With seven sold-out performances this summer, the band scored a landmark booking at Los Angeles’ 20,000-capacity Staples Center as the first Latin group to perform the most gigs in a single calendar year at the facility. (Adele, with eight performances in 2016, is the only other artist who has done more in a single year.)
The performances marked the Staples Center’s first live performances in almost a year, and the act exceeded all expectations: According to Billboard Boxscore, it grossed $15.9 million and sold 177,000 tickets in the first half hour in 2021. Instead of traditional advertising, the band used its social media networks to woo followers.
“To sell a performance, all they had to do was publish one or two posts on their social media, and that was it,” explains TuStreams booking agent Tony Larios, who worked with Isael and Nederlander Concerts Latin talent buyer Eddie Orjuela to get the dates. Eduin and Jhonny reflect on Grupo Firme’s U.S. crossover success and how adopting social media during quarantine helped it reach new heights as the group celebrates its tenth year.

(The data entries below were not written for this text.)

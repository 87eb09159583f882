//! Login-on-demand before the first step.

use super::stability::await_stable;
use super::Ctx;
use crate::config::vocab::mentions_any;
use crate::config::{ActionKind, Credentials, TestCase};
use crate::driver::{ClickMode, ElementState, Locator};
use crate::events::Event;
use crate::{Error, Result};
use chrono::Utc;
use std::time::Duration;
use tracing::{debug, info};

const FIELD_WAIT: Duration = Duration::from_secs(2);
const PASSWORD_REVEAL_WAIT: Duration = Duration::from_secs(5);
const ACTION_TIMEOUT: Duration = Duration::from_secs(5);

const EMAIL_FIELDS: &[&str] = &[
    "input[type=\"email\"]",
    "input[name=\"email\"]",
    "input[autocomplete=\"username\"]",
    "input[name=\"username\"]",
    "input[id*=\"email\" i]",
    "input[name*=\"user\" i]",
    "input[placeholder*=\"email\" i]",
    "input[type=\"text\"]",
];

const PASSWORD_FIELDS: &[&str] = &[
    "input[type=\"password\"]",
    "input[name=\"password\"]",
    "input[autocomplete=\"current-password\"]",
];

const VISIBLE_INPUTS: &str =
    "input:not([type=\"hidden\"]):not([type=\"checkbox\"]):not([type=\"radio\"])";

fn password_field() -> Locator {
    Locator::css(PASSWORD_FIELDS[0])
}

/// Controls that advance a two-step (email first) login form.
fn next_controls() -> Vec<Locator> {
    vec![
        Locator::role("button", "Next"),
        Locator::role("button", "Continue"),
        Locator::css("button[type=\"submit\"]"),
        Locator::css("input[type=\"submit\"]"),
    ]
}

fn submit_controls(ctx: &Ctx<'_>) -> Vec<Locator> {
    let mut list = vec![
        Locator::css("button[type=\"submit\"]"),
        Locator::css("input[type=\"submit\"]"),
    ];
    for word in &ctx.settings.vocabulary.auth_submit {
        list.push(Locator::role("button", word.as_str()));
    }
    list.push(Locator::role("button", "Continue"));
    list
}

/// Whether the current page asks for credentials.
///
/// A password field is enough on its own. Otherwise the title or body must
/// carry login vocabulary and the page must show a text-like input.
pub(crate) async fn is_login_page(ctx: &Ctx<'_>) -> Result<bool> {
    if ctx.page.count(&password_field()).await? > 0 {
        return Ok(true);
    }
    let title = ctx.page.title().await.unwrap_or_default();
    let body = ctx.page.body_text().await.unwrap_or_default();
    let vocab = &ctx.settings.vocabulary.login_page;
    if !mentions_any(&title, vocab) && !mentions_any(&body, vocab) {
        return Ok(false);
    }
    Ok(ctx.page.count(&Locator::css(VISIBLE_INPUTS)).await? > 0)
}

/// Navigate to the first step's URL and log in if a login page shows up.
pub(crate) async fn gate(ctx: &Ctx<'_>, test: &TestCase, creds: &Credentials) -> Result<()> {
    let Some(first) = test.steps.first() else {
        return Ok(());
    };
    if first.action != ActionKind::Navigate {
        debug!("first step is not a navigation, skipping login check");
        return Ok(());
    }
    let url = if first.target.is_empty() {
        first.value.as_deref().unwrap_or_default()
    } else {
        first.target.as_str()
    };
    ctx.page.goto(url).await?;
    await_stable(ctx.page, false, &ctx.settings.stability, &ctx.settings.vocabulary).await;

    if !is_login_page(ctx).await? {
        debug!("{} is not a login page", url);
        return Ok(());
    }
    let current = ctx.page.url().await.unwrap_or_else(|_| url.to_string());
    info!("Login page detected at {}", current);
    ctx.events.emit(Event::LoginDetected {
        timestamp: Utc::now(),
        url: current,
    });
    perform_login(ctx, creds).await
}

/// Fill the credentials, submit, and confirm the login page is gone.
pub(crate) async fn perform_login(ctx: &Ctx<'_>, creds: &Credentials) -> Result<()> {
    ctx.events.emit(Event::LoginAttempting { timestamp: Utc::now() });

    let emails: Vec<Locator> = EMAIL_FIELDS.iter().map(|s| Locator::css(*s)).collect();
    if !fill_first(ctx, &emails, &creds.email).await? {
        return Err(Error::LoginFailed("email field not found".into()));
    }
    ctx.events.emit(Event::LoginEmailFilled { timestamp: Utc::now() });

    let password = password_field();
    let visible = ctx
        .page
        .wait_for(&password, 0, ElementState::Visible, Duration::ZERO)
        .await?;
    if !visible {
        debug!("password field hidden, advancing two-step form");
        click_first(ctx, &next_controls()).await?;
        ctx.page
            .wait_for(&password, 0, ElementState::Visible, PASSWORD_REVEAL_WAIT)
            .await?;
    }

    let passwords: Vec<Locator> = PASSWORD_FIELDS.iter().map(|s| Locator::css(*s)).collect();
    if !fill_first(ctx, &passwords, &creds.password).await? {
        return Err(Error::LoginFailed("password field not found".into()));
    }
    ctx.events.emit(Event::LoginPasswordFilled { timestamp: Utc::now() });

    if !click_first(ctx, &submit_controls(ctx)).await? {
        return Err(Error::LoginFailed("submit control not found".into()));
    }
    ctx.events.emit(Event::LoginSubmitted { timestamp: Utc::now() });

    await_stable(ctx.page, false, &ctx.settings.stability, &ctx.settings.vocabulary).await;

    match is_login_page(ctx).await {
        Ok(false) => {}
        Ok(true) => {
            return Err(Error::LoginFailed(
                "login page still shown after submitting credentials".into(),
            ))
        }
        Err(e) if e.is_page_closed() => {}
        Err(e) => return Err(e),
    }
    info!("Login succeeded");
    ctx.events.emit(Event::LoginSuccess { timestamp: Utc::now() });
    Ok(())
}

async fn fill_first(ctx: &Ctx<'_>, fields: &[Locator], value: &str) -> Result<bool> {
    for loc in fields {
        if ctx.page.count(loc).await? == 0 {
            continue;
        }
        if !ctx
            .page
            .wait_for(loc, 0, ElementState::Visible, FIELD_WAIT)
            .await?
        {
            continue;
        }
        match ctx.page.inspect(loc, 0).await? {
            Some(info) if info.is_fillable() => {}
            _ => continue,
        }
        match ctx.page.fill(loc, 0, value, ACTION_TIMEOUT).await {
            Ok(()) => {
                debug!("login filled {}", loc);
                return Ok(true);
            }
            Err(e) => debug!("login fill {} failed: {}", loc, e),
        }
    }
    Ok(false)
}

async fn click_first(ctx: &Ctx<'_>, controls: &[Locator]) -> Result<bool> {
    for loc in controls {
        if ctx.page.count(loc).await? == 0 {
            continue;
        }
        match ctx.page.click(loc, 0, ClickMode::Normal, ACTION_TIMEOUT).await {
            Ok(()) => {
                debug!("login clicked {}", loc);
                return Ok(true);
            }
            Err(e) if e.is_page_closed() => return Ok(true),
            Err(e) => debug!("login click {} failed: {}", loc, e),
        }
    }
    Ok(false)
}
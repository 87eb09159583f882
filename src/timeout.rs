//! Per-step time budgets.

use crate::config::{ActionKind, Step, TestCase, Vocabulary};
use std::time::Duration;

const BASE: Duration = Duration::from_secs(10);
const AUTH_CLICK: Duration = Duration::from_secs(15);
const AI_CLICK: Duration = Duration::from_secs(30);
const AI_VERIFY: Duration = Duration::from_secs(13);
const DROPDOWN: Duration = Duration::from_secs(20);
const PROJECT_CREATION: Duration = Duration::from_secs(15);
/// Slack on top of a declared wait so the sleep itself never trips the budget.
const WAIT_MARGIN: Duration = Duration::from_secs(1);
/// Detection, credential entry and the two settling waits of a login.
const LOGIN_FLOW: Duration = Duration::from_secs(45);

/// Picks a wall-clock budget for a step from its action and target text.
///
/// The budget depends only on the step, never on page state. When several
/// rules match, the largest budget wins.
#[derive(Debug, Clone, Default)]
pub struct TimeoutPolicy {
    vocab: Vocabulary,
}

impl TimeoutPolicy {
    pub fn new(vocab: Vocabulary) -> Self {
        Self { vocab }
    }

    pub fn timeout_for(&self, step: &Step) -> Duration {
        let target = step.target.as_str();
        let ai = step.use_ai || self.vocab.mentions_ai(target);

        match step.action {
            ActionKind::Wait => match step.declared_duration() {
                Some(declared) => declared.saturating_add(WAIT_MARGIN).max(BASE),
                None => BASE,
            },
            ActionKind::Click => {
                let mut budget = BASE;
                if self.vocab.is_auth_submit(target) {
                    budget = budget.max(AUTH_CLICK);
                }
                if ai {
                    budget = budget.max(AI_CLICK);
                }
                if self.vocab.is_dropdown_like(target) {
                    budget = budget.max(DROPDOWN);
                }
                if self.vocab.is_project_creation(target) {
                    budget = budget.max(PROJECT_CREATION);
                }
                budget
            }
            ActionKind::Verify if ai => AI_VERIFY,
            _ => BASE,
        }
    }

    /// Budget for login-on-demand: the first step's navigation plus the
    /// login flow itself.
    pub fn login_budget(&self, test: &TestCase) -> Duration {
        let first = test.steps.first().map_or(BASE, |s| self.timeout_for(s));
        first.saturating_add(LOGIN_FLOW)
    }
}
pub mod params;
pub mod settings;
pub mod step;
pub mod test_case;
pub mod vocab;

pub use params::{ParamDef, Params};
pub use settings::{EngineSettings, StabilitySettings};
pub use step::{ActionKind, ElementIndex, Step};
pub use test_case::{BrowserSettings, Credentials, TestCase, TestStatus, Viewport};
pub use vocab::Vocabulary;
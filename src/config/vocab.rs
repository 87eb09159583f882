//! Keyword vocabularies behind the heuristics.
//!
//! Every list has an English default tuned for component-library web apps and
//! can be replaced from the settings file.

use serde::Deserialize;

/// Keyword lists consulted by the timeout policy, resolver, dispatcher and verifier.
#[derive(Debug, Clone, Deserialize)]
#[serde(default)]
pub struct Vocabulary {
    /// Click targets that submit credentials.
    pub auth_submit: Vec<String>,
    /// Click targets that usually move to another view.
    pub navigation_intent: Vec<String>,
    /// State/option words that live inside dropdowns.
    pub dropdown: Vec<String>,
    /// Targets hidden behind an "advanced settings" expansion.
    pub advanced_settings: Vec<String>,
    /// Targets that may trigger a full page navigation after creation.
    pub project_creation: Vec<String>,
    /// Words that mark a target as AI-assisted.
    pub ai_markers: Vec<String>,
    /// Text that marks a login page.
    pub login_page: Vec<String>,
    /// Text that marks a post-login landing page.
    pub dashboard: Vec<String>,
    /// Phrases that indicate an application error on screen.
    pub error_patterns: Vec<String>,
    /// Phrases containing an error word that are not errors.
    pub error_exclusions: Vec<String>,
    /// Failure messages that point at the locator rather than the app.
    pub selector_errors: Vec<String>,
    /// URL fragments of embedded applications that need a stability wait.
    pub embedded_app_urls: Vec<String>,
    /// CSS selectors of loading indicators.
    pub loading_indicators: Vec<String>,
    /// CSS selectors of on-screen error containers.
    pub error_containers: Vec<String>,
}

fn strings(items: &[&str]) -> Vec<String> {
    items.iter().map(|s| s.to_string()).collect()
}

impl Default for Vocabulary {
    fn default() -> Self {
        Self {
            auth_submit: strings(&["sign in", "sign-in", "signin", "log in", "log-in", "login"]),
            navigation_intent: strings(&["next", "continue", "proceed", "go to", "open", "launch"]),
            dropdown: strings(&[
                "default",
                "running",
                "stopped",
                "production",
                "staging",
                "development",
                "environment",
                "status",
                "active",
                "inactive",
            ]),
            advanced_settings: strings(&["advanced settings", "advanced options", "advanced"]),
            project_creation: strings(&[
                "create project",
                "new project",
                "create template",
                "new template",
                "use template",
                "template",
            ]),
            ai_markers: strings(&["ai"]),
            login_page: strings(&["sign in", "log in", "login", "forgot password"]),
            dashboard: strings(&["dashboard", "projects", "workspace", "home"]),
            error_patterns: strings(&[
                "error",
                "exception",
                "traceback",
                "something went wrong",
                "failed to load",
                "failed to fetch",
                "internal server error",
                "unexpected error",
                "stack trace",
                "uncaught",
            ]),
            error_exclusions: strings(&[
                "no error",
                "no errors",
                "error handling",
                "errors: 0",
                "0 errors",
            ]),
            selector_errors: strings(&[
                "timeout",
                "waiting for locator",
                "no element found",
                "strict mode violation",
                "could not resolve",
                "not visible",
                "element not found",
            ]),
            embedded_app_urls: strings(&["/apps/", "autolaunch=true", "dataapp"]),
            loading_indicators: strings(&[
                "[aria-busy=\"true\"]",
                "[role=\"progressbar\"]",
                ".loading",
                ".spinner",
                ".MuiCircularProgress-root",
                ".MuiSkeleton-root",
                ".ant-spin-spinning",
            ]),
            error_containers: strings(&[
                "[role=\"alert\"]",
                ".error",
                ".error-message",
                ".MuiAlert-standardError",
                ".MuiAlert-filledError",
                ".ant-alert-error",
                ".stException",
            ]),
        }
    }
}

/// Case-insensitive substring match against any keyword.
pub fn mentions_any(text: &str, keywords: &[String]) -> bool {
    let text = text.to_lowercase();
    keywords
        .iter()
        .any(|k| !k.is_empty() && text.contains(&k.to_lowercase()))
}

/// Case-insensitive whole-word match against any keyword.
///
/// Multi-word keywords must appear as a contiguous run of words.
pub fn mentions_word(text: &str, keywords: &[String]) -> bool {
    let words: Vec<String> = text
        .split(|c: char| !c.is_alphanumeric())
        .filter(|w| !w.is_empty())
        .map(|w| w.to_lowercase())
        .collect();
    keywords.iter().any(|k| {
        let needle: Vec<String> = k
            .split(|c: char| !c.is_alphanumeric())
            .filter(|w| !w.is_empty())
            .map(|w| w.to_lowercase())
            .collect();
        !needle.is_empty() && words.windows(needle.len()).any(|w| w == needle.as_slice())
    })
}

impl Vocabulary {
    pub fn is_auth_submit(&self, target: &str) -> bool {
        mentions_any(target, &self.auth_submit)
    }

    pub fn is_navigation_intent(&self, target: &str) -> bool {
        mentions_word(target, &self.navigation_intent)
    }

    pub fn is_dropdown_like(&self, target: &str) -> bool {
        mentions_word(target, &self.dropdown) || mentions_any(target, &self.advanced_settings)
    }

    pub fn is_project_creation(&self, target: &str) -> bool {
        mentions_any(target, &self.project_creation)
    }

    pub fn mentions_ai(&self, target: &str) -> bool {
        mentions_word(target, &self.ai_markers)
    }

    pub fn is_embedded_app_url(&self, url: &str) -> bool {
        mentions_any(url, &self.embedded_app_urls)
    }
}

When you started Grupo Firme, what was your vision for it?
Eduin: Many of our friends were accomplishing great things in Tijuana, such as selling out Las Pulgas, a 24-hour nightclub. That was our greatest ambition at the time since it was the largest venue. That was all we truly wanted.
Was music an important part of your childhood?
Eduin: I recall asking for a stereo with a Los Tigres del Norte cassette one Christmas. I sat in front of the stereo for hours, listening to my cassette. On one side, there were songs by Los Tigres, and on the other, music by Los Tucanes de Tijuana. That’s when I realised I had a passion for music, but I never saw myself as a vocalist. I began performing with my friend Joaqun on buses and downtown San Ysidro when I was 16 years old in high school. We’d make $100 apiece in two hours by playing for folks waiting to enter the border.
What was his original intention for you?
Jhonny Caz: Isael’s ambition has always been to expand the brand, and he’s always wanted to bring regional Mexican music to new places. So we weren’t only doing new music and videos; we were also making stuff for vlogs, TikTok, and YouTube. Grupo Firme is a little bit of everything, so we needed to be everywhere. We sing anything from cumbia, corridos, and ballads to a version of [Karol G and Nicki Minaj’s] “Tusa.” And that variety should be reflected in our fans.
You went from performing in nightclubs to doing seven performances in a row at the Staples Center. How does an up-and-coming act achieve this?
Eduin: Regional Mexican music is no longer regional. We’re reaching out to a larger audience. We see flags from a variety of Latin American nations at our presentations. Our music is popular among Latinos, not simply among Mexican fans. People want to be a part of this phenomena because they witness seven guys smiling, singing, and sharing a beer or tequila shot. That’s why the Staples Center was packed seven times.
Jhonny: It’s something none of us could have predicted. And there’s no good reason for it. By taking care of our fans and making them a part of our experience, we’re doing things properly. The album’s and tour’s names explain it all.